*TASK INSTRUCTIONS*:
For the listing below, work out the number of lines that hold "Verdict" and return that number alone.

*RECORD SET*:
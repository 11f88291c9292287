use std::collections::HashMap;
use std::error::Error;

use alloy::network::EthereumWallet;
use alloy::primitives::{Address, Bytes, B256};
use alloy::providers::{Provider, ProviderBuilder};
use alloy::signers::local::PrivateKeySigner;

use crate::contracts::ProxyFactory;
use crate::tx_service::{self, CreationRecord};
use crate::verifier::Verdict;
use crate::{chains, classifier, decoder, replayer, sync, verifier};

/// One redeployment attempt. Owns the fetched record, the service-host map
/// and the transaction-input cache; all of it dies with the flow.
struct Flow {
    client: reqwest::Client,
    service_hosts: HashMap<u64, String>,
    tx_inputs: HashMap<(u64, B256), Bytes>,
    source_rpc: Option<String>,
}

impl Flow {
    async fn init(source_rpc: Option<String>) -> Result<Self, Box<dyn Error>> {
        let client = reqwest::Client::new();
        let service_hosts = tx_service::chain_configs(&client).await?;
        Ok(Flow {
            client,
            service_hosts,
            tx_inputs: HashMap::new(),
            source_rpc,
        })
    }

    async fn creation_record(
        &self,
        chain_id: u64,
        safe: Address,
    ) -> Result<CreationRecord, Box<dyn Error>> {
        let host = self.service_hosts.get(&chain_id).ok_or_else(|| {
            format!(
                "No Safe transaction service for {}",
                chains::display_name(chain_id)
            )
        })?;
        Ok(tx_service::creation_info(&self.client, host, safe).await?)
    }

    fn source_rpc(&self, chain_id: u64) -> Result<String, Box<dyn Error>> {
        match &self.source_rpc {
            Some(url) => Ok(url.clone()),
            None => Ok(chains::rpc_url(chain_id)?.to_string()),
        }
    }

    /// Fetch the raw input of a transaction over a read-only RPC, memoized
    /// per (chain, hash) for the lifetime of this flow.
    async fn tx_input(&mut self, chain_id: u64, tx_hash: B256) -> Result<Bytes, Box<dyn Error>> {
        if let Some(input) = self.tx_inputs.get(&(chain_id, tx_hash)) {
            return Ok(input.clone());
        }
        let rpc = self.source_rpc(chain_id)?;
        let provider = ProviderBuilder::new().on_builtin(&rpc).await?;
        let tx = provider
            .get_transaction_by_hash(tx_hash)
            .await?
            .ok_or("Creation transaction not found on the source chain")?;
        let input = transaction_input(&tx);
        self.tx_inputs.insert((chain_id, tx_hash), input.clone());
        Ok(input)
    }
}

/// The raw calldata of a fetched transaction, via the consensus-layer
/// accessor on the inner envelope.
fn transaction_input(tx: &alloy::rpc::types::eth::Transaction) -> Bytes {
    alloy::consensus::Transaction::input(&tx.inner).clone()
}

fn parse_safe_address(safe_address: &str) -> Result<Address, Box<dyn Error>> {
    safe_address
        .parse()
        .map_err(|_| format!("Invalid Safe address: {safe_address}").into())
}

fn parse_signer(private_key: &str) -> Result<PrivateKeySigner, Box<dyn Error>> {
    let hex_key = private_key.strip_prefix("0x").unwrap_or(private_key);
    let bytes = hex::decode(hex_key)?;
    if bytes.len() != 32 {
        return Err("Private key must be 32 bytes".into());
    }
    let b256 = B256::from_slice(&bytes);
    Ok(PrivateKeySigner::from_bytes(&b256)?)
}

pub async fn check(
    safe_address: &str,
    source_chain_id: u64,
    source_rpc: Option<String>,
) -> Result<(), Box<dyn Error>> {
    let safe = parse_safe_address(safe_address)?;
    let mut flow = Flow::init(source_rpc).await?;

    let record = flow.creation_record(source_chain_id, safe).await?;
    println!("Safe: {}", safe.to_checksum(None));
    println!("Created on: {} ({})", chains::display_name(source_chain_id), record.created);
    println!("Creator: {}", record.creator.to_checksum(None));

    let input = flow.tx_input(source_chain_id, record.transaction_hash).await?;
    let call = decoder::decode(&input)?;
    let classification = classifier::classify(&record, &call, source_chain_id);

    println!("Factory: {} ({})", record.factory_address.to_checksum(None), classification.version);
    println!("Method: {}", call.method_name());
    println!(
        "Reproducible: {}",
        if classification.reproducible { "✅ yes" } else { "❌ no" }
    );

    if classification.reproducible {
        println!("\nCandidate target chains:");
        for chain in chains::CHAINS {
            if chain.chain_id == source_chain_id {
                continue;
            }
            if classifier::factory_for_target(classification.version, chain.chain_id).is_some() {
                println!("  {} ({})", chain.display_name, chain.chain_id);
            }
        }
    }

    Ok(())
}

pub async fn copy_safe(
    safe_address: &str,
    source_chain_id: u64,
    target_chain_id: u64,
    node_url: &str,
    private_key: &str,
    source_rpc: Option<String>,
) -> Result<(), Box<dyn Error>> {
    let safe = parse_safe_address(safe_address)?;
    if source_chain_id == target_chain_id {
        return Err("Source and target chain must differ".into());
    }

    let mut flow = Flow::init(source_rpc).await?;

    println!("Getting creation transaction...");
    let record = flow.creation_record(source_chain_id, safe).await?;
    println!("Created: {} by {}", record.created, record.creator.to_checksum(None));

    let input = flow.tx_input(source_chain_id, record.transaction_hash).await?;
    let call = decoder::decode(&input)?;
    let classification = classifier::classify(&record, &call, source_chain_id);
    println!(
        "Factory: {} ({}), method {}",
        record.factory_address.to_checksum(None),
        classification.version,
        call.method_name()
    );

    if !classification.reproducible {
        return Err(format!(
            "This Safe cannot be copied to the same address: {}",
            if classification.version == classifier::FactoryVersion::Unsupported {
                "unsupported factory address".to_string()
            } else {
                format!("{} derives the address from the factory nonce", call.method_name())
            }
        )
        .into());
    }

    let target_factory = classifier::factory_for_target(classification.version, target_chain_id)
        .ok_or_else(|| {
            format!(
                "The {} factory is not available on {}",
                classification.version,
                chains::display_name(target_chain_id)
            )
        })?;

    let signer = parse_signer(private_key)?;
    let from = signer.address();
    if from != record.creator {
        println!("⚠️  You're not the creator of that Safe ({})", record.creator.to_checksum(None));
    }

    let wallet = EthereumWallet::from(signer);
    let provider = ProviderBuilder::new()
        .wallet(wallet)
        .on_builtin(node_url)
        .await?;

    // Cross-check the CREATE2 derivation against the target factory before
    // prompting for anything.
    let factory_code = provider.get_code_at(target_factory).await?;
    if factory_code.is_empty() {
        return Err(format!(
            "Proxy factory {} has no code on {}",
            target_factory.to_checksum(None),
            chains::display_name(target_chain_id)
        )
        .into());
    }
    let creation_code = ProxyFactory::new(target_factory, &provider)
        .proxyCreationCode()
        .call()
        .await?
        ._0;
    if let Some(predicted) = verifier::predict_address(target_factory, &creation_code, &call) {
        if predicted != safe {
            return Err(format!(
                "Replaying would deploy to {} instead of {}, aborting",
                predicted.to_checksum(None),
                safe.to_checksum(None)
            )
            .into());
        }
        println!("Predicted address: {} ✅", predicted.to_checksum(None));
    }

    match verifier::verify(&provider, safe, &call).await? {
        Verdict::AlreadyDeployed => {
            println!(
                "✅ A contract already exists at {} on {}, nothing to do",
                safe.to_checksum(None),
                chains::display_name(target_chain_id)
            );
            if let Some(url) = chains::safe_app_url(target_chain_id, safe) {
                println!("🔗 {url}");
            }
            return Ok(());
        }
        Verdict::Ready => {}
    }

    println!(
        "📤 Replaying {} on {}...",
        call.method_name(),
        chains::display_name(target_chain_id)
    );
    let outcome =
        replayer::replay(&provider, target_chain_id, target_factory, &call, from, safe).await?;
    println!("Transaction sent: 0x{:x}", outcome.transaction_hash);
    if let Some(url) = chains::safe_app_url(target_chain_id, safe) {
        println!("🔗 {url}");
    }

    // Best-effort confirmation; the outcome above stands either way.
    match replayer::watch_proxy_creation(&provider, outcome.transaction_hash).await {
        Some(proxy) => println!("New Safe deployed at {}", proxy.to_checksum(None)),
        None => log::debug!("no ProxyCreation event observed before giving up"),
    }

    report_drift(&flow, source_chain_id, safe, &call).await;

    Ok(())
}

/// Compare the setup the new Safe was just deployed with against the source
/// Safe's live configuration. Informational only; never fails the command.
async fn report_drift(
    flow: &Flow,
    source_chain_id: u64,
    safe: Address,
    call: &decoder::DecodedCall,
) {
    let initial = match sync::decode_initial_setup(call.initializer()) {
        Ok(config) => config,
        Err(e) => {
            log::warn!("could not decode initializer for drift report: {e}");
            return;
        }
    };
    let current = match source_config(flow, source_chain_id, safe).await {
        Ok(config) => config,
        Err(e) => {
            log::warn!("could not read live config for drift report: {e}");
            return;
        }
    };

    let changes = sync::diff(&initial, &current);
    if changes.is_empty() {
        println!("Owner configuration matches the original Safe.");
        return;
    }

    println!("\n⚠️  The original Safe's configuration has drifted since creation:");
    for owner in &changes.added {
        println!("  + owner {}", owner.to_checksum(None));
    }
    for owner in &changes.removed {
        println!("  - owner {}", owner.to_checksum(None));
    }
    if let Some((old, new)) = changes.threshold_change {
        println!("  threshold {old} → {new}");
    }
    println!("\nCalls to bring the new Safe in sync (execute in order):");
    print_sync_calls(&sync::build_sync_calls(safe, &initial, &current));
}

async fn source_config(
    flow: &Flow,
    source_chain_id: u64,
    safe: Address,
) -> Result<sync::SafeConfig, Box<dyn Error>> {
    let rpc = flow.source_rpc(source_chain_id)?;
    let provider = ProviderBuilder::new().on_builtin(&rpc).await?;
    sync::live_config(&provider, safe).await
}

fn print_sync_calls(calls: &[sync::SyncCall]) {
    for (i, call) in calls.iter().enumerate() {
        println!("  {}. {}", i + 1, call.description);
        println!("     to:   {}", call.to.to_checksum(None));
        println!("     data: 0x{}", hex::encode(&call.data));
    }
}

pub async fn config_diff(
    safe_address: &str,
    source_chain_id: u64,
    source_rpc: Option<String>,
) -> Result<(), Box<dyn Error>> {
    let safe = parse_safe_address(safe_address)?;
    let mut flow = Flow::init(source_rpc).await?;

    let record = flow.creation_record(source_chain_id, safe).await?;
    let input = flow.tx_input(source_chain_id, record.transaction_hash).await?;
    let call = decoder::decode(&input)?;
    let initial = sync::decode_initial_setup(call.initializer())?;
    let current = source_config(&flow, source_chain_id, safe).await?;

    println!("Initial: {} owner(s), threshold {}", initial.owners.len(), initial.threshold);
    println!("Current: {} owner(s), threshold {}", current.owners.len(), current.threshold);

    let changes = sync::diff(&initial, &current);
    if changes.is_empty() {
        println!("No drift: the Safe still matches its creation-time configuration.");
        return Ok(());
    }

    for owner in &changes.added {
        println!("  + owner {}", owner.to_checksum(None));
    }
    for owner in &changes.removed {
        println!("  - owner {}", owner.to_checksum(None));
    }
    if let Some((old, new)) = changes.threshold_change {
        println!("  threshold {old} → {new}");
    }

    println!("\nCorrective calls for a freshly copied Safe (execute in order):");
    print_sync_calls(&sync::build_sync_calls(safe, &initial, &current));

    Ok(())
}

pub fn chains() -> Result<(), Box<dyn Error>> {
    println!("{:>12}  {:<16} {:<10} rpc", "chain id", "name", "short");
    for chain in chains::CHAINS {
        println!(
            "{:>12}  {:<16} {:<10} {}",
            chain.chain_id,
            chain.display_name,
            chain.short_name,
            chain.rpc_url.unwrap_or("-")
        );
    }
    Ok(())
}

#[cfg(test)]
mod tests {
    use super::*;
    use alloy_sol_types::SolCall;

    #[test]
    fn transaction_input_reads_the_inner_envelope() {
        // a legacy transaction as served by eth_getTransactionByHash
        let json = r#"{
            "hash": "0x4f8d2ef0f0744bd01dd8c0f746172ccfb49ffb1000000000000000000000a0ab",
            "nonce": "0x5",
            "blockHash": "0x8e38b4dbf6b11fcc3b9dee84fb7986e29ca0a02cecd8977c161ff7333329681e",
            "blockNumber": "0xeb7a4b",
            "transactionIndex": "0x41",
            "from": "0x1111111111111111111111111111111111111111",
            "to": "0xa6b71e26c5e0845f74c812102ca7114b6a896ab2",
            "value": "0x0",
            "gasPrice": "0x3b9aca00",
            "gas": "0x47b760",
            "input": "0x1688f0b9000000000000000000000000d9db270c1b5e3bd161e8c8503c55ceabee709552",
            "v": "0x25",
            "r": "0x1111111111111111111111111111111111111111111111111111111111111111",
            "s": "0x2222222222222222222222222222222222222222222222222222222222222222",
            "type": "0x0",
            "chainId": "0x1"
        }"#;
        let tx: alloy::rpc::types::eth::Transaction = serde_json::from_str(json).unwrap();
        let input = transaction_input(&tx);
        assert_eq!(&input[..4], ProxyFactory::createProxyWithNonceCall::SELECTOR);
        assert_eq!(input.len(), 36);
    }

    #[test]
    fn parse_signer_accepts_both_prefixes() {
        let key = "1111111111111111111111111111111111111111111111111111111111111111";
        let bare = parse_signer(key).unwrap();
        let prefixed = parse_signer(&format!("0x{key}")).unwrap();
        assert_eq!(bare.address(), prefixed.address());
        assert!(parse_signer("0xdeadbeef").is_err());
    }

    #[test]
    fn parse_safe_address_rejects_garbage() {
        assert!(parse_safe_address("0x1234567890123456789012345678901234567890").is_ok());
        assert!(parse_safe_address("not-an-address").is_err());
    }
}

*RESPONSE BOX*:
3